## EXERCISE DATA
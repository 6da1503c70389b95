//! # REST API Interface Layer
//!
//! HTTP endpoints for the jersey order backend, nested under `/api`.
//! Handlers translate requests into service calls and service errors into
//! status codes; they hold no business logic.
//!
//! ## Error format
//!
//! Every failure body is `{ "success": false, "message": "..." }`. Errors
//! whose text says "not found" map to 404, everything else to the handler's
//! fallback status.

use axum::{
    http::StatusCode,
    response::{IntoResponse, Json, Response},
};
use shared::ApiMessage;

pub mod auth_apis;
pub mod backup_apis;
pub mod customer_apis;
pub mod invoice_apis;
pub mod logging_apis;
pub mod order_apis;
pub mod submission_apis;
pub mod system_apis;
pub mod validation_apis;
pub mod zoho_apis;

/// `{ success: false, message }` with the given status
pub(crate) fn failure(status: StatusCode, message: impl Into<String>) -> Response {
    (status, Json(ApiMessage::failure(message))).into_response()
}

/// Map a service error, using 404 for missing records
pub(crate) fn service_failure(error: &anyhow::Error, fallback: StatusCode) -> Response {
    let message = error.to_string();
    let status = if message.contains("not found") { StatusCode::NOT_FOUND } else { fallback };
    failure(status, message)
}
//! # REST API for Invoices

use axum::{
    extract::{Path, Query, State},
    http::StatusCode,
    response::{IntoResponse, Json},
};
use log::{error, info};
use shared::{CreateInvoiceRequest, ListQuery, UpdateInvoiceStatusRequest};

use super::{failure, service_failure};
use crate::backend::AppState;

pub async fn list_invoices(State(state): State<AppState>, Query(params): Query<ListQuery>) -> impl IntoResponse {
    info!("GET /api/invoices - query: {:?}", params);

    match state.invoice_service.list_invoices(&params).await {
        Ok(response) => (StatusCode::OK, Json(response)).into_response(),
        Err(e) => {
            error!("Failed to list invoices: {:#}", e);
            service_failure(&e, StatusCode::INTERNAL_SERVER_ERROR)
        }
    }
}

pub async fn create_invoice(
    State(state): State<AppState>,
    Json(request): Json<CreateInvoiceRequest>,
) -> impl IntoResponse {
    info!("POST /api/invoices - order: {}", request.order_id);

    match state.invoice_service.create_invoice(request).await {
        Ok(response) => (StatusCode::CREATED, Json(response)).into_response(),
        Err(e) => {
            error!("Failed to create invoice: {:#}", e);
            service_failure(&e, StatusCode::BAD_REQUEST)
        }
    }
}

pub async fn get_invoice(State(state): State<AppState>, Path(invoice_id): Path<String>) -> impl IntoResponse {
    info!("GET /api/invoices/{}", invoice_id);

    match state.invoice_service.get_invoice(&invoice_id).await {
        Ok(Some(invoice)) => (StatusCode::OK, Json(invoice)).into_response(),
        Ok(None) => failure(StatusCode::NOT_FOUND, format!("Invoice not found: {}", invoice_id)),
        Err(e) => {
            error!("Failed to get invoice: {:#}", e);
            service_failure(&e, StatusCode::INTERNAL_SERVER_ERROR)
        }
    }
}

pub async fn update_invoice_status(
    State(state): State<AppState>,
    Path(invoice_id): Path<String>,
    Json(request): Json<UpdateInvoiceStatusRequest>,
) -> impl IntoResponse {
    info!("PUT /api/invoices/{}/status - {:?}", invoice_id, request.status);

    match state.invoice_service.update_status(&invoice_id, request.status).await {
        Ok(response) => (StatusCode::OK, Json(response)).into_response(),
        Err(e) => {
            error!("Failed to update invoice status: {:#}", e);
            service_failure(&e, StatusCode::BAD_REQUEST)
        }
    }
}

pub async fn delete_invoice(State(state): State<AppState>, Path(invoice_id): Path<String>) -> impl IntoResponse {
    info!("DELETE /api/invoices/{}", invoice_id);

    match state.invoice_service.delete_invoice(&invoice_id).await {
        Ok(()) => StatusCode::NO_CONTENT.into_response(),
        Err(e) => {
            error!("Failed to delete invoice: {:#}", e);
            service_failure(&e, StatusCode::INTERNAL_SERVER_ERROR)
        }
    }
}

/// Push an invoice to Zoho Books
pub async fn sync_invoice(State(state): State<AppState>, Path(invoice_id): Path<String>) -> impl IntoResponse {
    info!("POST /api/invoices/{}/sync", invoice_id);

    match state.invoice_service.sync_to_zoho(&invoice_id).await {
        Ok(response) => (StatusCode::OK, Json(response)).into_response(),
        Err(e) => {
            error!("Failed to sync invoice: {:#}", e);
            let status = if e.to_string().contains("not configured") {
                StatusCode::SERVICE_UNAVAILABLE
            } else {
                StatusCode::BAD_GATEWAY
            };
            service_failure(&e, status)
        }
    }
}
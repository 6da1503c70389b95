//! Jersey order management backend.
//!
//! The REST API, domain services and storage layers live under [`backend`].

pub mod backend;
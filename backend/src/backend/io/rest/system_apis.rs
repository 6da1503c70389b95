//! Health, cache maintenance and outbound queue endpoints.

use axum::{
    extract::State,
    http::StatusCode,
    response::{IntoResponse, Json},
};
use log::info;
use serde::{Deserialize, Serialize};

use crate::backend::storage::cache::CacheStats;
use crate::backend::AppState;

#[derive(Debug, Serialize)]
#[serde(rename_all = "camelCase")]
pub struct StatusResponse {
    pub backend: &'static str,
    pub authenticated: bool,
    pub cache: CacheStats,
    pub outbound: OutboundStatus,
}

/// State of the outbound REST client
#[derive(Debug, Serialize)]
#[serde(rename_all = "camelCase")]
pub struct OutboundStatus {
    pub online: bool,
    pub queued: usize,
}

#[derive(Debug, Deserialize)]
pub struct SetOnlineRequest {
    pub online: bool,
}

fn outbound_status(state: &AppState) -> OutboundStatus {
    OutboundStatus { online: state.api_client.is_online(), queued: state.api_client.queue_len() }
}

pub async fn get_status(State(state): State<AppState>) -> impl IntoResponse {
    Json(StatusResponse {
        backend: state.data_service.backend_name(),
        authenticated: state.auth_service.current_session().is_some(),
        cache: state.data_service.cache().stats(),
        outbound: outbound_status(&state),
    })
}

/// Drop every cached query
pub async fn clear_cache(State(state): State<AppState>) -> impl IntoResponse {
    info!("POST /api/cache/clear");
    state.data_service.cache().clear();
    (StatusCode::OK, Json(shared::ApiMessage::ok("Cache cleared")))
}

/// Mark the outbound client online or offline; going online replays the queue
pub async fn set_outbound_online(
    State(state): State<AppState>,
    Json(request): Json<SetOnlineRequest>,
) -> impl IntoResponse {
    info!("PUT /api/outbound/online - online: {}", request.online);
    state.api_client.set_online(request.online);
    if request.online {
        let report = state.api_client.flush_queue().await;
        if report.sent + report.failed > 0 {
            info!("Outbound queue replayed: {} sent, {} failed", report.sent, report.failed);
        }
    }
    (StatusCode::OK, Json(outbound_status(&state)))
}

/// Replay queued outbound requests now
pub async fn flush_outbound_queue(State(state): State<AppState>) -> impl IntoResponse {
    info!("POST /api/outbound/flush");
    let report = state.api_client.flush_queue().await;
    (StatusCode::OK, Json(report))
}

## ABOUT THIS EXERCISE
Make an exact copy of the records.

## RESULT OF THE EXERCISE
repository 6da1503c70389b95
//! # REST API Interface Layer
//!
//! HTTP endpoints for the jersey order backend, nested under `/api`.
//! Handlers translate requests into service calls and service errors into
//! status codes; they hold no business logic.
//!
//! ## Error format
//!
//! Every failure body is `{ "success": false, "message": "..." }`. Errors
//! whose text says "not found" map to 404, everything else to the handler's
//! fallback status.

use axum::{
    http::StatusCode,
    response::{IntoResponse, Json, Response},
};
use shared::ApiMessage;

pub mod auth_apis;
pub mod backup_apis;
pub mod customer_apis;
pub mod invoice_apis;
pub mod logging_apis;
pub mod order_apis;
pub mod submission_apis;
pub mod system_apis;
pub mod validation_apis;
pub mod zoho_apis;

/// `{ success: false, message }` with the given status
pub(crate) fn failure(status: StatusCode, message: impl Into<String>) -> Response {
    (status, Json(ApiMessage::failure(message))).into_response()
}

/// Map a service error, using 404 for missing records
pub(crate) fn service_failure(error: &anyhow::Error, fallback: StatusCode) -> Response {
    let message = error.to_string();
    let status = if message.contains("not found") { StatusCode::NOT_FOUND } else { fallback };
    failure(status, message)
}
//! # REST API for Invoices

use axum::{
    extract::{Path, Query, State},
    http::StatusCode,
    response::{IntoResponse, Json},
};
use log::{error, info};
use shared::{CreateInvoiceRequest, ListQuery, UpdateInvoiceStatusRequest};

use super::{failure, service_failure};
use crate::backend::AppState;

pub async fn list_invoices(State(state): State<AppState>, Query(params): Query<ListQuery>) -> impl IntoResponse {
    info!("GET /api/invoices - query: {:?}", params);

    match state.invoice_service.list_invoices(&params).await {
        Ok(response) => (StatusCode::OK, Json(response)).into_response(),
        Err(e) => {
            error!("Failed to list invoices: {:#}", e);
            service_failure(&e, StatusCode::INTERNAL_SERVER_ERROR)
        }
    }
}

pub async fn create_invoice(
    State(state): State<AppState>,
    Json(request): Json<CreateInvoiceRequest>,
) -> impl IntoResponse {
    info!("POST /api/invoices - order: {}", request.order_id);

    match state.invoice_service.create_invoice(request).await {
        Ok(response) => (StatusCode::CREATED, Json(response)).into_response(),
        Err(e) => {
            error!("Failed to create invoice: {:#}", e);
            service_failure(&e, StatusCode::BAD_REQUEST)
        }
    }
}

pub async fn get_invoice(State(state): State<AppState>, Path(invoice_id): Path<String>) -> impl IntoResponse {
    info!("GET /api/invoices/{}", invoice_id);

    match state.invoice_service.get_invoice(&invoice_id).await {
        Ok(Some(invoice)) => (StatusCode::OK, Json(invoice)).into_response(),
        Ok(None) => failure(StatusCode::NOT_FOUND, format!("Invoice not found: {}", invoice_id)),
        Err(e) => {
            error!("Failed to get invoice: {:#}", e);
            service_failure(&e, StatusCode::INTERNAL_SERVER_ERROR)
        }
    }
}

pub async fn update_invoice_status(
    State(state): State<AppState>,
    Path(invoice_id): Path<String>,
    Json(request): Json<UpdateInvoiceStatusRequest>,
) -> impl IntoResponse {
    info!("PUT /api/invoices/{}/status - {:?}", invoice_id, request.status);

    match state.invoice_service.update_status(&invoice_id, request.status).await {
        Ok(response) => (StatusCode::OK, Json(response)).into_response(),
        Err(e) => {
            error!("Failed to update invoice status: {:#}", e);
            service_failure(&e, StatusCode::BAD_REQUEST)
        }
    }
}

pub async fn delete_invoice(State(state): State<AppState>, Path(invoice_id): Path<String>) -> impl IntoResponse {
    info!("DELETE /api/invoices/{}", invoice_id);

    match state.invoice_service.delete_invoice(&invoice_id).await {
        Ok(()) => StatusCode::NO_CONTENT.into_response(),
        Err(e) => {
            error!("Failed to delete invoice: {:#}", e);
            service_failure(&e, StatusCode::INTERNAL_SERVER_ERROR)
        }
    }
}

/// Push an invoice to Zoho Books
pub async fn sync_invoice(State(state): State<AppState>, Path(invoice_id): Path<String>) -> impl IntoResponse {
    info!("POST /api/invoices/{}/sync", invoice_id);

    match state.invoice_service.sync_to_zoho(&invoice_id).await {
        Ok(response) => (StatusCode::OK, Json(response)).into_response(),
        Err(e) => {
            error!("Failed to sync invoice: {:#}", e);
            let status = if e.to_string().contains("not configured") {
                StatusCode::SERVICE_UNAVAILABLE
            } else {
                StatusCode::BAD_GATEWAY
            };
            service_failure(&e, status)
        }
    }
}
repository 6da1503c70389b95
//! Jersey order management backend.
//!
//! The REST API, domain services and storage layers live under [`backend`].

pub mod backend;
filename backend/src/backend/io/rest/system_apis.rs
repository 6da1503c70389b95
//! Health, cache maintenance and outbound queue endpoints.

use axum::{
    extract::State,
    http::StatusCode,
    response::{IntoResponse, Json},
};
use log::info;
use serde::{Deserialize, Serialize};

use crate::backend::storage::cache::CacheStats;
use crate::backend::AppState;

#[derive(Debug, Serialize)]
#[serde(rename_all = "camelCase")]
pub struct StatusResponse {
    pub backend: &'static str,
    pub authenticated: bool,
    pub cache: CacheStats,
    pub outbound: OutboundStatus,
}

/// State of the outbound REST client
#[derive(Debug, Serialize)]
#[serde(rename_all = "camelCase")]
pub struct OutboundStatus {
    pub online: bool,
    pub queued: usize,
}

#[derive(Debug, Deserialize)]
pub struct SetOnlineRequest {
    pub online: bool,
}

fn outbound_status(state: &AppState) -> OutboundStatus {
    OutboundStatus { online: state.api_client.is_online(), queued: state.api_client.queue_len() }
}

pub async fn get_status(State(state): State<AppState>) -> impl IntoResponse {
    Json(StatusResponse {
        backend: state.data_service.backend_name(),
        authenticated: state.auth_service.current_session().is_some(),
        cache: state.data_service.cache().stats(),
        outbound: outbound_status(&state),
    })
}

/// Drop every cached query
pub async fn clear_cache(State(state): State<AppState>) -> impl IntoResponse {
    info!("POST /api/cache/clear");
    state.data_service.cache().clear();
    (StatusCode::OK, Json(shared::ApiMessage::ok("Cache cleared")))
}

/// Mark the outbound client online or offline; going online replays the queue
pub async fn set_outbound_online(
    State(state): State<AppState>,
    Json(request): Json<SetOnlineRequest>,
) -> impl IntoResponse {
    info!("PUT /api/outbound/online - online: {}", request.online);
    state.api_client.set_online(request.online);
    if request.online {
        let report = state.api_client.flush_queue().await;
        if report.sent + report.failed > 0 {
            info!("Outbound queue replayed: {} sent, {} failed", report.sent, report.failed);
        }
    }
    (StatusCode::OK, Json(outbound_status(&state)))
}

/// Replay queued outbound requests now
pub async fn flush_outbound_queue(State(state): State<AppState>) -> impl IntoResponse {
    info!("POST /api/outbound/flush");
    let report = state.api_client.flush_queue().await;
    (StatusCode::OK, Json(report))
}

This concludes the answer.